Pojok-aktivis

Dari Gelap Menuju Terang

Minggu, 25 Februari 2018

Nasib Guru Honorer: Bukti Tidak Ada Penghargaan Pada Guru


Oleh : Indha Tri Permatasari, S.keb, Bd.

Ditangan seorang guru terbentuklah generasi penerus bangsa yang cerdas, unggul dan mampu mengatasi tantangan zaman. Oleh sebab itu profesi sebagai Guru sudah seharusnya dijamin kesejahteraannya bahkan layak diberikan fasilitas agar dapat fokus mendidik dan mencetak generasi unggul.

Wacana guru honorer akan diangkat menjadi CPNS bak angin seger bagi kejelasan nasib guru honorer saat ini.

Menurut Pelaksana Harian (Plh) Direktur Pembinaan Guru Pendidikan Menengah Kemendikbud Reni Yunus bahwa Kemendikbud sudah mencanangkan program pengangkatan guru honorer menjadi CPNS.

 Terutama di daerah-daerah 3T (terdepan, tertinggal, terluar). Namun, aturan di UU nomor 5 tahun 2014 tentang ASN memberikan batas usia rekrutmen Calon Pegawai Negeri Sipil (CPNS) maksimal 35 tahun.

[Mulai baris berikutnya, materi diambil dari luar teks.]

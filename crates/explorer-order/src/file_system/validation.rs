//! Name and path checks for create and rename commands.
//!
//! Runs before anything touches the volume so a bad name never produces a partial change.

use serde::{Deserialize, Serialize};
use std::path::Path;

/// Maximum file name length in bytes (ext4, APFS and NTFS all stop at 255).
pub const MAX_NAME_BYTES: usize = 255;
/// Maximum path length in bytes.
#[cfg(target_os = "macos")]
pub const MAX_PATH_BYTES: usize = 1024;
#[cfg(not(target_os = "macos"))]
pub const MAX_PATH_BYTES: usize = 4096;

/// Why a new name was rejected.
#[derive(Debug, Clone, Serialize, Deserialize, PartialEq, Eq)]
#[serde(rename_all = "camelCase", tag = "kind")]
pub enum ValidationError {
    /// Name is empty or whitespace-only.
    Empty,
    /// Name is `.` or `..`.
    Reserved { name: String },
    /// Name contains a path separator or NUL.
    DisallowedCharacter { character: String },
    /// Name exceeds the maximum byte length for a single component.
    NameTooLong { bytes: usize, max: usize },
    /// Full path exceeds the maximum byte length.
    PathTooLong { bytes: usize, max: usize },
}

impl std::fmt::Display for ValidationError {
    fn fmt(&self, f: &mut std::fmt::Formatter<'_>) -> std::fmt::Result {
        match self {
            Self::Empty => write!(f, "Name can't be empty"),
            Self::Reserved { name } => write!(f, "'{}' is not a valid name", name),
            Self::DisallowedCharacter { character } => {
                write!(f, "Name contains a disallowed character: {}", character)
            }
            Self::NameTooLong { bytes, max } => {
                write!(f, "Name is {} bytes, which exceeds the {} byte limit", bytes, max)
            }
            Self::PathTooLong { bytes, max } => {
                write!(f, "Path is {} bytes, which exceeds the {} byte limit", bytes, max)
            }
        }
    }
}

impl std::error::Error for ValidationError {}

/// Validates a single name for a new file or folder.
///
/// Both separators are rejected on every platform: a name typed into the tree must stay a child
/// of the selected folder, and config paths normalize `\` to `/` anyway.
pub fn validate_filename(name: &str) -> Result<(), ValidationError> {
    if name.trim().is_empty() {
        return Err(ValidationError::Empty);
    }

    if name == "." || name == ".." {
        return Err(ValidationError::Reserved { name: name.to_string() });
    }

    for ch in name.chars() {
        let disallowed = match ch {
            '/' => "/",
            '\\' => "\\",
            '\0' => "NUL",
            _ => continue,
        };
        return Err(ValidationError::DisallowedCharacter {
            character: disallowed.to_string(),
        });
    }

    let byte_len = name.len();
    if byte_len > MAX_NAME_BYTES {
        return Err(ValidationError::NameTooLong {
            bytes: byte_len,
            max: MAX_NAME_BYTES,
        });
    }

    Ok(())
}

/// Validates that a full path doesn't exceed the path length limit.
pub fn validate_path_length(path: &Path) -> Result<(), ValidationError> {
    let byte_len = path.as_os_str().len();
    if byte_len >= MAX_PATH_BYTES {
        return Err(ValidationError::PathTooLong {
            bytes: byte_len,
            max: MAX_PATH_BYTES,
        });
    }
    Ok(())
}

/// Validates `name` as a new child of `parent`.
pub fn validate_child(parent: &Path, name: &str) -> Result<(), ValidationError> {
    validate_filename(name)?;
    validate_path_length(&parent.join(name))
}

 “Tapi jumlahnya sedikit sekali, kebanyakan usianya sudah diatas 35 tahun, bahkan menjelang pensiun,” katanya. Selain itu, kendala yang dihadapi adalah para guru honorer tersebut tidak memiliki sertifikasi profesi yang diperoleh dari Pendidikan Profesi Guru (PPG). (https://www.jpnn.com/news/2-ganjalan-guru-honorer-diangkat-jadi-cpns?page=2 )

Nampaknya angin segar ini tidak akan dirasakan seluruh guru honorer di Indonesia, pasalnya guru honorer yang diangkat tidak semua memliliki kirteria sesuai UU no 5 tahun 2014. Peran guru honorer kian terpinggirkan, ini adalah bukti nyata bahwa Negara lalai dalam memberi penghargan pada Guru.

Padahal di dalam sistem pendidikan yang baik, salah satu hal yang harus dipenuhi adalah terwujudnya kesejahteraan pada guru oleh negara. Namun melihat fakta tersebut, tidaklah heran mengapa kesejahteraan para guru tidak mampu terwujud.

Hal ini disebabkan karena sistem kapitalisme yang diusung maka yang terjadinya liberalisme di berbagai bidang, termasuk bidang pendidikan, yang mengakibatkan tidak maksimalnya peran dan tanggung jawab negara dalam mengurusi sistem pendidikan karena hanya bertindak sebagai regulator saja, terjadi lepasnya tanggung jawab pemerintah sebagai pelayan rakyat secara langsung tapi menjadi wasit.

Dari sini ideologi Kapitalisme hanya menghasilkan kesengsaraan dan kesempitan hidup bagi umat manusia, karena ideologi ini berpaling bahkan bertentangan dengan syariah-Nya.

Allah SWT berfirman:
“Siapa saja yang berpaling dari peringatan-Ku, baginya kehidupan yang sempit dan pada Hari Kiamat kelak Kami akan membangkitkannya dalam keadaan buta. (QS Thaha [20]: 124)
.
Wahai kaum muslim, pilihan pada ada pada diri kita. Mau tetap berkubang dalam kehidupan saat ini yang dikuasai oleh ideologi Kapitalisme, yang telah terbukti melahirkan kesengsaraan dan kesempitan hidup. Yang mau berfikir pasti akan memilih islam sebagai solusi masalah hidupnya. Wallâhu a‘lam bi ash-shawâb.